She has chosen her roles wisely. "It's hard to weed through it," she admitted. "Luckily, my mom is very much on the same page, and even if she doesn't like something, she'll hand it to me and say, 'I hated it but I think you're going to like it,' which is great. And sometimes things come to me and they say these people are attached, and you have to take that into consideration. Instinctually I go for the actual meat of it, for the script, for the words."

But sometimes it's not in the words. On a first read she found Ghost World "very plain, boring," she said. "There was nothing to it. Then I met Terry [Zwigoff] and read with Thora [Birch], and Steve [Buscemi] hopped onboard, and I got the whole picture. With our production design and wardrobe and the comic book, everything came together. I knew exactly what we were doing."

Actress or Star?

Johansson recalled sitting next to her Just Cause co-star Laurence Fishburne on an airplane. She was 9. He asked her if she wanted to be an actress or a star, and she said both.

"'Well, that's something you're going to have to decide when you get older,' he said to me, and it was good advice, because it still keeps my head straight when I talk about that. I'm in this to build a career," Johansson told Venice magazine. And after watching Coppola shoot Lost in Translation, she is itching to get behind a camera herself.

"It was very inspiring to see this girl who had this story she wanted to tell, and she damn well did it," she said, laughing. "It's like, you mean your movie doesn't have to be shelved for five to seven years?
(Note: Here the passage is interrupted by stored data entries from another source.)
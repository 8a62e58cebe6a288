//! # Session Data Paths
//!
//! The two tasks that run while a session is connected.
//!
//! ## Uplink:
//! capture frames → `FrameEncoder` → `LiveSession::send`, strictly one frame at a time
//! so frames reach the wire in capture order.
//!
//! ## Downlink:
//! `ServerMessage`s in arrival order →
//! - audio and interruptions to the `PlaybackScheduler`
//! - transcription fragments and turn ends to the `TranscriptAssembler`
//! - `Closed` / `Error` back to the state machine, which tears the session down

use crate::audio::encoder::FrameEncoder;
use crate::audio::playback::PlaybackScheduler;
use crate::audio::AudioFrame;
use crate::coach::machine::ConnectionStateMachine;
use crate::state::PipelineMetrics;
use crate::transcript::{Speaker, TranscriptAssembler};
use crate::transport::{LiveSession, ServerMessage};
use std::sync::atomic::Ordering;
use std::sync::{Arc, Mutex};
use tokio::sync::mpsc;
use tracing::{debug, info, warn};

pub(crate) async fn run_uplink(
    mut frames: mpsc::Receiver<AudioFrame>,
    session: LiveSession,
    metrics: Arc<PipelineMetrics>,
) {
    while let Some(frame) = frames.recv().await {
        let chunk = FrameEncoder::encode(&frame);
        if session.send(chunk) {
            metrics.frames_sent.fetch_add(1, Ordering::Relaxed);
        } else {
            metrics.frames_discarded.fetch_add(1, Ordering::Relaxed);
        }
    }
    debug!("Capture stream ended, uplink finished");
}

/// State owned by the downlink task.
pub(crate) struct Downlink {
    pub epoch: u64,
    pub machine: ConnectionStateMachine,
    pub playback: Arc<Mutex<PlaybackScheduler>>,
    pub assembler: TranscriptAssembler,
    pub metrics: Arc<PipelineMetrics>,
}

impl Downlink {
    pub(crate) async fn run(mut self, mut inbound: mpsc::Receiver<ServerMessage>) {
        while let Some(message) = inbound.recv().await {
            match message {
                ServerMessage::AudioChunk(bytes) => self.schedule(&bytes),
                ServerMessage::Interrupted => {
                    let cut = self.scheduler().on_interrupted();
                    self.metrics.interruptions.fetch_add(1, Ordering::Relaxed);
                    info!("User barged in, cut {} queued sources", cut);
                }
                ServerMessage::InputTranscriptFragment(text) => self.assembler.on_fragment(Speaker::User, &text),
                ServerMessage::OutputTranscriptFragment(text) => self.assembler.on_fragment(Speaker::Model, &text),
                ServerMessage::TurnComplete => {
                    let entries = self.assembler.on_turn_complete();
                    self.metrics.turns_completed.fetch_add(1, Ordering::Relaxed);
                    self.machine.publish_entries(self.epoch, entries);
                }
                ServerMessage::Closed => {
                    self.machine.finish(self.epoch, None);
                    return;
                }
                ServerMessage::Error(reason) => {
                    self.machine.finish(self.epoch, Some(reason));
                    return;
                }
            }
        }
        // The transport dropped its sender without a final message
        self.machine.finish(self.epoch, None);
    }

    fn scheduler(&self) -> std::sync::MutexGuard<'_, PlaybackScheduler> {
        self.playback.lock().unwrap_or_else(|poisoned| poisoned.into_inner())
    }

    fn schedule(&self, bytes: &[u8]) {
        let result = self.scheduler().on_audio_chunk(bytes);
        match result {
            Ok(source) => {
                self.metrics.chunks_scheduled.fetch_add(1, Ordering::Relaxed);
                debug!("Scheduled {:.3}s of audio at {:.3}s", source.duration, source.start_time);
            }
            Err(e) => {
                self.metrics.chunks_dropped.fetch_add(1, Ordering::Relaxed);
                warn!("Dropping audio chunk of {} bytes: {}", bytes.len(), e);
            }
        }
    }
}
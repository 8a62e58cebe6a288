use crate::{error::AppError, state::AppState};
use actix_web::{web, HttpResponse};
use serde_json::json;

pub async fn get_config(state: web::Data<AppState>) -> Result<HttpResponse, AppError> {
    let config = state.get_config();

    Ok(HttpResponse::Ok().json(json!({
        "timestamp": chrono::Utc::now().to_rfc3339(),
        "config": config,
        "system_instruction": config.system_instruction()
    })))
}

/// Partial update; session settings apply to the next `start()`.
pub async fn update_config(
    state: web::Data<AppState>,
    body: web::Json<serde_json::Value>,
) -> Result<HttpResponse, AppError> {
    let json_str = serde_json::to_string(&body.into_inner())?;

    let mut current_config = state.get_config();
    current_config
        .update_from_json(&json_str)
        .map_err(|e| AppError::ValidationError(e.to_string()))?;

    state.update_config(current_config.clone())
        .map_err(AppError::ValidationError)?;

    Ok(HttpResponse::Ok().json(json!({
        "status": "success",
        "message": "Configuration updated successfully",
        "timestamp": chrono::Utc::now().to_rfc3339(),
        "updated_config": current_config
    })))
}

#[cfg(test)]
mod tests {
    use super::*;
    use crate::state::tests::test_state;
    use actix_web::{test, App};

    #[actix_web::test]
    async fn test_update_persona() {
        let state = test_state();
        let app = test::init_service(
            App::new()
                .app_data(web::Data::new(state.clone()))
                .route("/config", web::put().to(update_config)),
        )
        .await;

        let req = test::TestRequest::put()
            .uri("/config")
            .set_json(json!({"coach": {"persona": "a pitch coach"}}))
            .to_request();
        let resp = test::call_service(&app, req).await;
        assert!(resp.status().is_success());
        assert!(state
            .coach
            .settings()
            .connect
            .system_instruction
            .contains("a pitch coach"));
    }

    #[actix_web::test]
    async fn test_invalid_update_is_rejected() {
        let app = test::init_service(
            App::new()
                .app_data(web::Data::new(test_state()))
                .route("/config", web::put().to(update_config)),
        )
        .await;

        let req = test::TestRequest::put()
            .uri("/config")
            .set_json(json!({"audio": {"frame_size": 0}}))
            .to_request();
        let resp = test::call_service(&app, req).await;
        assert_eq!(resp.status(), actix_web::http::StatusCode::BAD_REQUEST);
    }

    #[actix_web::test]
    async fn test_backend_endpoint_update_is_rejected() {
        let state = test_state();
        let endpoint = state.get_config().backend.endpoint;
        let app = test::init_service(
            App::new()
                .app_data(web::Data::new(state.clone()))
                .route("/config", web::put().to(update_config)),
        )
        .await;

        let req = test::TestRequest::put()
            .uri("/config")
            .set_json(json!({"backend": {"endpoint": "wss://elsewhere.example/live"}}))
            .to_request();
        let resp = test::call_service(&app, req).await;
        assert_eq!(resp.status(), actix_web::http::StatusCode::BAD_REQUEST);
        assert_eq!(state.get_config().backend.endpoint, endpoint);

        let req = test::TestRequest::put()
            .uri("/config")
            .set_json(json!({"backend": {"connect_timeout_secs": 1}}))
            .to_request();
        let resp = test::call_service(&app, req).await;
        assert_eq!(resp.status(), actix_web::http::StatusCode::BAD_REQUEST);
    }
}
You just have to do it relentlessly. I'm going to try to make a movie as soon as I get some time to sit down and plan it all out. Of course acting [is something] I could never give up. I'd never direct myself, but just the idea of directing is so appealing to me that I can't hold it in anymore. It's the most frustrating thing in the whole world. Especially when you know you can, and you haven't done it yet."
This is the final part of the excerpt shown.